---------- RECORDS FOR THE EXERCISE ----------
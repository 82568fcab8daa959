//! Keyboard clock commands

use anyhow::Result;
use boardpilot_codec::DateTimeValue;
use chrono::{DateTime, Local, Offset, TimeZone};

use crate::client::BoardClient;
use crate::commands::{Context, DatetimeCommands};
use crate::error::CliError;
use crate::output;

pub async fn execute(cmd: &DatetimeCommands, ctx: &Context) -> Result<()> {
    let client = BoardClient::connect(&ctx.config).await?;
    let result = match cmd {
        DatetimeCommands::Sync => sync_clock(&client, ctx).await,
    };
    client.close();
    result
}

/// Clock payload for a point in time in a given zone
pub fn datetime_value<Tz: TimeZone>(now: &DateTime<Tz>) -> Result<DateTimeValue, CliError> {
    let timestamp = i32::try_from(now.timestamp()).map_err(|_overflow| {
        CliError::ValidationError(format!("timestamp {} does not fit 32 bits", now.timestamp()))
    })?;
    let offset = now.offset().fix().local_minus_utc();
    Ok(DateTimeValue::new(timestamp, offset))
}

async fn sync_clock(client: &BoardClient, ctx: &Context) -> Result<()> {
    let device = client.resolve_device(ctx.device(), &ctx.config)?;
    let now = Local::now();
    let value = datetime_value(&now)?;

    client
        .rpc()
        .write_datetime(&device, value)
        .await
        .map_err(CliError::from)?;
    output::print_success(
        &format!("Clock set to {}", now.format("%Y-%m-%d %H:%M:%S %:z")),
        ctx.json,
    );
    Ok(())
}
----------
THE PROBLEM »
Could you reproduce every record exactly as written?

RESPONSE TO THIS EXERCISE »
repository 82568fcab8daa959
//! Keyboard clock commands

use anyhow::Result;
use boardpilot_codec::DateTimeValue;
use chrono::{DateTime, Local, Offset, TimeZone};

use crate::client::BoardClient;
use crate::commands::{Context, DatetimeCommands};
use crate::error::CliError;
use crate::output;

pub async fn execute(cmd: &DatetimeCommands, ctx: &Context) -> Result<()> {
    let client = BoardClient::connect(&ctx.config).await?;
    let result = match cmd {
        DatetimeCommands::Sync => sync_clock(&client, ctx).await,
    };
    client.close();
    result
}

/// Clock payload for a point in time in a given zone
pub fn datetime_value<Tz: TimeZone>(now: &DateTime<Tz>) -> Result<DateTimeValue, CliError> {
    let timestamp = i32::try_from(now.timestamp()).map_err(|_overflow| {
        CliError::ValidationError(format!("timestamp {} does not fit 32 bits", now.timestamp()))
    })?;
    let offset = now.offset().fix().local_minus_utc();
    Ok(DateTimeValue::new(timestamp, offset))
}

async fn sync_clock(client: &BoardClient, ctx: &Context) -> Result<()> {
    let device = client.resolve_device(ctx.device(), &ctx.config)?;
    let now = Local::now();
    let value = datetime_value(&now)?;

    client
        .rpc()
        .write_datetime(&device, value)
        .await
        .map_err(CliError::from)?;
    output::print_success(
        &format!("Clock set to {}", now.format("%Y-%m-%d %H:%M:%S %:z")),
        ctx.json,
    );
    Ok(())
}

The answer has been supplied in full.